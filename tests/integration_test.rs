//! Library-level integration tests: registry persistence, tree synthesis,
//! and step rewriting working together, with in-memory providers.

use std::fs;
use std::path::{Path, PathBuf};

use action_synth::paths::locate_registry;
use action_synth::provider::{DirectoryWorkingCopy, MemoryRevisionProvider};
use action_synth::reference::ActionReference;
use action_synth::registry::{RegistryFormat, RegistryStore};
use action_synth::rewrite::rewrite_workflow;
use action_synth::synthesis::{Outcome, TreeSynthesizer};
use tempfile::TempDir;

const CHECKOUT_SHA: &str = "11bd71901bbe5b1630ceea73d27597364c9af683";
const CODEQL_SHA: &str = "662472033e021d55d94146f66f6058822b0b39fd";

struct Project {
    _temp: TempDir,
    root: PathBuf,
    repos: PathBuf,
}

impl Project {
    fn new() -> Self {
        let temp = TempDir::new().unwrap();
        let root = temp.path().join("project");
        let repos = temp.path().join("repos");
        fs::create_dir_all(root.join(".git")).unwrap();
        Self {
            _temp: temp,
            root,
            repos,
        }
    }

    fn schema(&self, org_repo: &str, subpath: &str, content: &str) {
        let dir = self.repos.join(org_repo).join(subpath);
        fs::create_dir_all(&dir).unwrap();
        fs::write(dir.join("action.yml"), content).unwrap();
    }

    fn read(&self, relative: &str) -> String {
        fs::read_to_string(self.root.join(relative)).unwrap()
    }
}

fn revisions() -> MemoryRevisionProvider {
    MemoryRevisionProvider::new()
        .with_tag("actions/checkout", "v4.2.2", CHECKOUT_SHA)
        .with_tag("actions/checkout", "v4", CHECKOUT_SHA)
        .with_tag("github/codeql-action", "v3", CODEQL_SHA)
}

fn working_copies(project: &Project) -> DirectoryWorkingCopy {
    DirectoryWorkingCopy::new()
        .with_repo("actions/checkout", project.repos.join("actions/checkout"))
        .with_repo(
            "github/codeql-action",
            project.repos.join("github/codeql-action"),
        )
}

fn populate(project: &Project) {
    project.schema(
        "actions/checkout",
        "",
        "name: Checkout\ndescription: Checkout a Git repository\ninputs:\n  fetch-depth:\n    description: Number of commits to fetch\n    default: 1\n",
    );
    project.schema(
        "github/codeql-action",
        "init",
        "name: CodeQL\ninputs:\n  languages:\n    description: Languages to analyze\n",
    );
    project.schema(
        "github/codeql-action",
        "analyze",
        "name: CodeQL\noutputs:\n  sarif-output:\n    description: Output directory\n",
    );
}

fn add_both(project: &Project, store: &mut RegistryStore) {
    let revisions = revisions();
    let copies = working_copies(project);
    let synthesizer = TreeSynthesizer::new(&revisions, &copies);
    let mut registry = store.load().unwrap();

    for reference in ["actions/checkout", "github/codeql-action@v3"] {
        let report = synthesizer
            .add(
                &mut registry,
                store.resolver(),
                &ActionReference::parse(reference).unwrap(),
                None,
            )
            .unwrap();
        assert_eq!(report.outcome(), Outcome::Complete);
    }
    store.save(&mut registry).unwrap();
}

#[test]
fn test_yaml_registry_end_to_end() {
    let project = Project::new();
    populate(&project);
    let document = project.root.join(".action-synth/actions.yml");
    let mut store = RegistryStore::new(&document);
    assert_eq!(store.format(), RegistryFormat::Yaml);

    add_both(&project, &mut store);

    let location = locate_registry(&project.root);
    assert!(location.exists);
    assert_eq!(location.path, document);

    let reloaded = RegistryStore::new(&document).load().unwrap();
    let identifiers: Vec<&str> = reloaded
        .actions
        .iter()
        .map(|e| e.generated_identifier.as_str())
        .collect();
    assert_eq!(identifiers, vec!["Checkout", "CodeqlAnalyze", "CodeqlInit"]);
    assert!(project.read(".action-synth/actions.yml").contains("orgRepo: actions/checkout"));

    assert_eq!(
        project.read("generated/actions/github/codeql-action/index.ts"),
        "// Generated by action-synth. Do not edit.\n\nexport * from './analyze';\nexport * from './init';\n"
    );
    assert_eq!(
        project.read("generated/actions/index.ts"),
        "// Generated by action-synth. Do not edit.\n\nexport * as actions from './actions';\nexport * as github from './github';\n"
    );
}

#[test]
fn test_rewrite_against_synthesized_tree() {
    let project = Project::new();
    populate(&project);
    let mut store = RegistryStore::new(&project.root.join(".action-synth/actions.json"));
    add_both(&project, &mut store);
    let registry = store.load().unwrap();

    let workflow = "jobs:\n  analyze:\n    steps:\n      - uses: actions/checkout@v4\n        with:\n          fetch-depth: 0\n      - uses: github/codeql-action/init@v3\n      - uses: github/codeql-action/analyze@v3\n";
    let out_dir = project.root.join("src/workflows");
    let result = rewrite_workflow(
        workflow,
        ".github/workflows/codeql.yml",
        &registry,
        store.resolver(),
        &out_dir,
    )
    .unwrap();

    assert_eq!(result.rewritten, 3);
    assert!(result.unmatched.is_empty());

    // every import resolves to a module on disk
    for line in result.source.lines().filter(|l| l.starts_with("import")) {
        let specifier = line
            .rsplit(" from '")
            .next()
            .unwrap()
            .trim_end_matches("';");
        let target = out_dir.join(format!("{}.ts", specifier));
        assert!(
            normalize(&target).is_file(),
            "{} does not resolve",
            specifier
        );
    }
}

#[test]
fn test_toml_registry_survives_update_and_remove() {
    let project = Project::new();
    populate(&project);
    let document = project.root.join(".action-synth/actions.toml");
    let mut store = RegistryStore::new(&document);
    add_both(&project, &mut store);

    let revisions = revisions();
    let copies = working_copies(&project);
    let synthesizer = TreeSynthesizer::new(&revisions, &copies);
    let mut registry = store.load().unwrap();

    let report = synthesizer
        .update(&mut registry, store.resolver(), "actions/checkout", None)
        .unwrap();
    assert_eq!(report.generated.len(), 1);
    assert_eq!(report.pinned_revision.as_deref(), Some(CHECKOUT_SHA));
    assert_eq!(report.display_version.as_deref(), Some("v4"));

    synthesizer
        .remove(&mut registry, store.resolver(), "github/codeql-action", None)
        .unwrap();
    store.save(&mut registry).unwrap();

    let text = project.read(".action-synth/actions.toml");
    assert!(text.contains("orgRepo = \"actions/checkout\""));
    assert!(!text.contains("codeql-action"));
    assert!(!project.root.join("generated/actions/github").exists());
}

fn normalize(path: &Path) -> PathBuf {
    action_synth::paths::normalize(path)
}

--------

• _Description of the task_: When a line in the material above includes the word "exists", copy that line.

• _Answer section_:
    assert!(location.exists);
    assert!(!project.root.join("generated/actions/github").exists());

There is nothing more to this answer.